America is also indispensable because of our network of alliances, built up with decades of diplomacy. Russia and China can’t begin to compare. Our allies amplify our power, aid our defense and stand with us in good times and bad, like when NATO declared 9/11 to be an attack against all its members. Walking away from our alliances now would be a dangerous mistake.
America is indispensable because we have the largest, most dynamic economy in the world. Our workers can outinnovate and outcompete anyone in the world. And our entrepreneurs start exciting new businesses every day.
Most of all, America is indispensable—and exceptional—because of our values. As Secretary of State, I was proud to represent our country’s commitment to freedom, equality and opportunity. The world looks to us to stand up for human rights, LGBT rights, religious and ethnic minorities, women, people with disabilities and people everywhere who yearn for peace. We challenge ourselves and other nations to do better. It’s why so many people from around the world want to become Americans too.

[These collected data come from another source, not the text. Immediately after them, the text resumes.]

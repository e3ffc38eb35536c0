use tracing::trace;
use uuid::Uuid;

use crate::expression::{check_children, prepare_children, ActionExpression, Expression};
use crate::types::{EvalError, ExecutionState, MetadataState, Value, ViolationList};

/// Fallback iteration variable name when none is configured.
const DEFAULT_ITEM_NAME: &str = "list_item";

/// Runs a set of actions once per item of a list variable.
///
/// Each iteration binds the current item to the iteration variable
/// (configured via [`item_name`](Loop::item_name), defaulting to
/// `"list_item"`), overwriting the previous iteration's binding. The
/// variable is removed again on every exit path — after the last
/// iteration, after zero iterations, and when a child action fails
/// mid-loop — so sibling expressions never observe it.
#[derive(Debug)]
pub struct Loop {
    list: String,
    item_name: Option<String>,
    actions: Vec<Box<dyn ActionExpression>>,
    uuid: Uuid,
}

impl Loop {
    /// Create a loop over the list at the given property path.
    #[must_use]
    pub fn over(list: impl Into<String>) -> Self {
        Self {
            list: list.into(),
            item_name: None,
            actions: Vec::new(),
            uuid: Uuid::new_v4(),
        }
    }

    /// Name the iteration variable instead of the default `"list_item"`.
    #[must_use]
    pub fn item_name(mut self, name: impl Into<String>) -> Self {
        self.item_name = Some(name.into());
        self
    }

    /// Append a child action, run once per item.
    #[must_use]
    pub fn action(mut self, action: impl ActionExpression + 'static) -> Self {
        self.actions.push(Box::new(action));
        self
    }

    fn item_name_or_default(&self) -> &str {
        self.item_name.as_deref().unwrap_or(DEFAULT_ITEM_NAME)
    }

    fn run_iterations(
        &self,
        item_name: &str,
        items: Vec<Value>,
        state: &mut ExecutionState,
    ) -> Result<(), EvalError> {
        for (index, item) in items.into_iter().enumerate() {
            trace!(list = %self.list, index, "loop iteration");
            state.set_variable(item_name, item);
            for action in &self.actions {
                action.execute(state)?;
            }
        }
        Ok(())
    }
}

impl Expression for Loop {
    fn id(&self) -> &'static str {
        "loop"
    }

    fn label(&self) -> &'static str {
        "Loop"
    }

    fn uuid(&self) -> Uuid {
        self.uuid
    }

    fn check_integrity(&self, metadata: &mut MetadataState) -> ViolationList {
        let mut violations = ViolationList::new();

        if self.list.is_empty() {
            violations.add_with_message("List variable is missing.", self.uuid);
            return violations;
        }

        let list_def = match metadata.fetch_definition_by_path(&self.list) {
            Ok(def) => def.clone(),
            Err(err) => {
                violations.add_with_message(
                    format!("List variable '{}' does not exist. {err}", self.list),
                    self.uuid,
                );
                return violations;
            }
        };

        let item_name = self.item_name_or_default();
        if metadata.has_definition(item_name) {
            violations.add_with_message(
                format!("List item name '{item_name}' conflicts with an existing variable."),
                self.uuid,
            );
            return violations;
        }

        let Some(item_def) = list_def.item_def() else {
            violations.add_with_message(
                format!("The data type of list variable '{}' is not a list.", self.list),
                self.uuid,
            );
            return violations;
        };

        metadata.set_definition(item_name, item_def.clone());
        let violations = check_children(&self.actions, metadata);
        // The item variable is out of scope after the loop.
        metadata.remove_definition(item_name);
        violations
    }

    fn prepare_metadata(&self, metadata: &mut MetadataState, until: Option<Uuid>) -> bool {
        if let Some(target) = until {
            if target == self.uuid {
                return true;
            }
        }

        let item_name = self.item_name_or_default();
        // Best effort: an unresolvable or non-list path just leaves the
        // item variable untyped.
        let item_def = metadata
            .fetch_definition_by_path(&self.list)
            .ok()
            .and_then(|def| def.item_def().cloned());
        if let Some(def) = item_def {
            metadata.set_definition(item_name, def);
        }

        if until.is_some() {
            if prepare_children(&self.actions, metadata, until) {
                // Stopped at the target: the item variable is still in
                // scope there, so it stays registered.
                return true;
            }
            metadata.remove_definition(item_name);
            return false;
        }

        prepare_children(&self.actions, metadata, None);
        metadata.remove_definition(item_name);
        true
    }
}

impl ActionExpression for Loop {
    fn execute(&self, state: &mut ExecutionState) -> Result<(), EvalError> {
        let items = match state.fetch_by_path(&self.list)? {
            Value::List(items) => items.clone(),
            other => {
                return Err(EvalError::NotAList {
                    path: self.list.clone(),
                    kind: other.kind(),
                })
            }
        };

        let item_name = self.item_name_or_default();
        let result = self.run_iterations(item_name, items, state);
        // The item variable is out of scope after the loop, also when an
        // action failed mid-iteration.
        state.remove_variable(item_name);
        result
    }
}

But with all of these advantages comes responsibility—we need to continue leading the world. Because when America fails to lead, we leave a vacuum that lets extremism take root, emboldens our adversaries and discourages our friends.
Of course, this doesn’t mean that people from other places don’t also feel deep national pride—and other countries also have a responsibility to step up and help solve global problems. But America has an unparalleled ability to be a force for peace, progress and prosperity around the world. And when we do, we make our own country safer and stronger.
So let’s never stop doing good and being great. Let’s keep America exceptional.
Clinton is a former Secretary of State and the Democratic Party nominee for President.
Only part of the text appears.